Preço da electricidade pode aumentar já em Julho

O presidente da ERSE admite "um ajustamento das tarifas" para os pequenos consumidores empresariais.

O presidente da Entidade Reguladora dos Serviços Energéticos (ERSE) admitiu ontem à noite, no Porto, que "pode haver", no segundo semestre deste ano, "um ajustamento das tarifas" para os pequenos consumidores empresariais.

Tudo dependerá de "uma avaliação do comportamento dos custos, nomeadamente dos da energia",que será feira "a partir do próximo dia 1 de Julho", explicou Vitor Santos. O presidente da ERSE foi o orador convidado de uma sessão do ciclo "Conferências do Palácio", que têm como palco o Palácio da Bolsa e como tema genérico "A economia portuguesa vista pelos reguladores".

Vítor Santos explicou que esse possível ajustamento será apenas destinado aos consumidores empresariais de eletricidade, em baixa tensão, e de gás natural, em baixa pressão. "Para o setor doméstico isso não vai acontecer", referiu.

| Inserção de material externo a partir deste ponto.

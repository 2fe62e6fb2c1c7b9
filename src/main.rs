use std::io::Read;
use std::sync::Arc;
use anyhow::{anyhow, Context, Result};
use clap::{Parser, Subcommand, ValueEnum};
use colored::*;
use tracing::{info, warn};
use tracing_subscriber::{layer::SubscriberExt, util::SubscriberInitExt, EnvFilter};
use corpspeak_core::ai::reply_or_fallback;
use corpspeak_core::config::API_KEY_ENV;
use corpspeak_core::{
    format_message, ChatMessage, CompletionSettings, Config, ContentBlock, OpenAIClient, ThemeMode,
};

mod app;
mod handler;
mod theme;
mod tui;
mod ui;

use app::App;

#[derive(Parser)]
#[command(name = "corpspeak")]
#[command(about = "Translate layman speak into corporate speak with an LLM")]
#[command(version)]
struct Cli {
    #[command(subcommand)]
    command: Option<Commands>,

    /// Model to use (defaults to the config file, then gpt-4o-mini)
    #[arg(short, long, global = true)]
    model: Option<String>,

    /// Color theme for the chat screen
    #[arg(long, value_enum, global = true)]
    theme: Option<ThemeArg>,

    /// OpenAI API key
    #[arg(long, env = API_KEY_ENV, hide_env_values = true, global = true)]
    api_key: Option<String>,

    /// Enable debug logging
    #[arg(short, long, global = true)]
    debug: bool,
}

#[derive(Subcommand)]
enum Commands {
    /// Interactive chat (default)
    Chat,
    /// Send a single message and print the formatted reply
    Ask {
        /// What you want to say
        text: Vec<String>,
    },
    /// Format text from stdin the way replies are displayed
    Format {
        /// Print the blocks as JSON instead
        #[arg(long)]
        json: bool,
    },
    /// List known models
    Models,
}

#[derive(Clone, Copy, ValueEnum)]
enum ThemeArg {
    Light,
    Dark,
}

impl From<ThemeArg> for ThemeMode {
    fn from(arg: ThemeArg) -> Self {
        match arg {
            ThemeArg::Light => ThemeMode::Light,
            ThemeArg::Dark => ThemeMode::Dark,
        }
    }
}

#[tokio::main]
async fn main() -> Result<()> {
    let mut cli = Cli::parse();
    let command = cli.command.take().unwrap_or(Commands::Chat);

    let interactive = matches!(command, Commands::Chat);
    init_logging(cli.debug, interactive)?;

    let config = Config::load().unwrap_or_else(|e| {
        warn!("ignoring unreadable config: {:#}", e);
        Config::new()
    });

    let mut settings = config.completion_settings();
    if let Some(model) = &cli.model {
        settings.model = model.clone();
    }

    // CLI flag and env var first, then the config file
    let api_key = cli
        .api_key
        .clone()
        .filter(|k| !k.trim().is_empty())
        .or_else(|| config.resolve_api_key());
    let base_url = config
        .base_url
        .as_deref()
        .unwrap_or(corpspeak_core::ai::openai::DEFAULT_BASE_URL);
    let client = api_key.map(|key| OpenAIClient::with_base_url(&key, base_url));

    match command {
        Commands::Chat => {
            let theme = cli.theme.map(ThemeMode::from).unwrap_or_else(|| config.theme());
            run_tui(client, settings, theme).await?
        }
        Commands::Ask { text } => ask_once(client, &settings, &text.join(" ")).await?,
        Commands::Format { json } => format_stdin(json)?,
        Commands::Models => list_models(&settings),
    }

    Ok(())
}

/// The TUI owns the terminal, so it logs to a file; other commands use stderr.
fn init_logging(debug: bool, interactive: bool) -> Result<()> {
    let default_filter = if debug { "debug" } else { "info" };
    let filter =
        EnvFilter::try_from_default_env().unwrap_or_else(|_| EnvFilter::new(default_filter));

    if interactive {
        let log_dir = Config::config_dir()?;
        std::fs::create_dir_all(&log_dir)?;
        let log_path = log_dir.join("corpspeak.log");
        let file = std::fs::OpenOptions::new()
            .create(true)
            .append(true)
            .open(&log_path)
            .with_context(|| format!("opening log file {}", log_path.display()))?;

        tracing_subscriber::registry()
            .with(filter)
            .with(
                tracing_subscriber::fmt::layer()
                    .with_target(true)
                    .with_ansi(false)
                    .with_writer(Arc::new(file)),
            )
            .init();
    } else {
        // Quiet by default outside the TUI
        let filter = if debug || std::env::var("RUST_LOG").is_ok() {
            filter
        } else {
            EnvFilter::new("warn")
        };
        tracing_subscriber::registry()
            .with(filter)
            .with(
                tracing_subscriber::fmt::layer()
                    .with_target(true)
                    .with_writer(std::io::stderr),
            )
            .init();
    }

    Ok(())
}

async fn run_tui(
    client: Option<OpenAIClient>,
    settings: CompletionSettings,
    theme: ThemeMode,
) -> Result<()> {
    info!(model = %settings.model, has_key = client.is_some(), "starting chat");

    let mut app = App::new(client, settings, theme);
    app.persist_theme = true;

    tui::install_panic_hook();
    let mut terminal = tui::init()?;
    let mut events = tui::EventHandler::new(tui::TICK_RATE);

    let result = async {
        while !app.should_quit {
            terminal.draw(|frame| ui::render(&mut app, frame))?;

            match events.next().await {
                Some(event) => handler::handle_event(&mut app, event),
                None => break,
            }

            app.poll_query_task().await;
        }
        Ok::<(), anyhow::Error>(())
    }
    .await;

    tui::restore()?;
    info!(messages = app.conversation.len(), "chat closed");
    result
}

fn require_client(client: Option<OpenAIClient>) -> Result<OpenAIClient> {
    client.ok_or_else(|| {
        anyhow!(
            "OpenAI API key not configured. Set {} or pass --api-key",
            API_KEY_ENV
        )
    })
}

async fn ask_once(client: Option<OpenAIClient>, settings: &CompletionSettings, text: &str) -> Result<()> {
    if text.trim().is_empty() {
        println!("{}", "Nothing to translate.".yellow());
        return Ok(());
    }

    let client = require_client(client)?;

    println!("🤖 Asking {}...\n", settings.model.bold().magenta());
    let history = [ChatMessage::user(text)];
    let reply = reply_or_fallback(client.chat(settings, &history).await);
    print_blocks(&format_message(&reply));

    Ok(())
}

fn format_stdin(json: bool) -> Result<()> {
    let mut input = String::new();
    std::io::stdin()
        .read_to_string(&mut input)
        .context("reading stdin")?;

    let blocks = format_message(&input);
    if json {
        println!("{}", serde_json::to_string_pretty(&blocks)?);
    } else {
        print_blocks(&blocks);
    }
    Ok(())
}

fn print_blocks(blocks: &[ContentBlock]) {
    for (i, block) in blocks.iter().enumerate() {
        if i > 0 {
            println!();
        }
        match block {
            ContentBlock::Paragraph(text) => println!("{}", text),
            ContentBlock::UnorderedList(items) => {
                for item in items {
                    println!("  {} {}", "•".blue(), item);
                }
            }
            ContentBlock::OrderedList(items) => {
                for (n, item) in items.iter().enumerate() {
                    println!("  {} {}", format!("{}.", n + 1).blue(), item);
                }
            }
        }
    }
}

fn list_models(settings: &CompletionSettings) {
    println!("\n{}", "🤖 Available OpenAI Models".bold().blue());
    println!("{}", "=".repeat(30).dimmed());

    for model in OpenAIClient::list_models() {
        if model == settings.model {
            println!("  • {} {}", model.green(), "(selected)".dimmed());
        } else {
            println!("  • {}", model);
        }
    }
}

Vítor Santos lembrou que "o processo de liberalização tem datas distintas" para o segmento empresarial, de pequenos negócios, e para o sector doméstico. Para este sector, "o processo só se inicia a partir de 01 de Janeiro de 2013".

"No caso do gás natural, estamos a falar de padarias, restaurantes" e outros negócios similares, "e no caso do setor eléctrico, estamos a falar basicamente dos serviços", detalhou.

A indústria fica fora desse eventual ajustamento, porque aí a liberalização já existe "há muito tempo", disse, acrescentando que para o sector doméstico, as novas tarifas apenas serão aplicadas a partir de 1 de Janeiro.

Com a liberalização em 2015, as tarifas para os consumidores domésticos serão fixadas pelos "comercializadores do mercado". Vítor Santos acredita que, "provavelmente, as coisas não mudar assim tanto" para esses consumidores.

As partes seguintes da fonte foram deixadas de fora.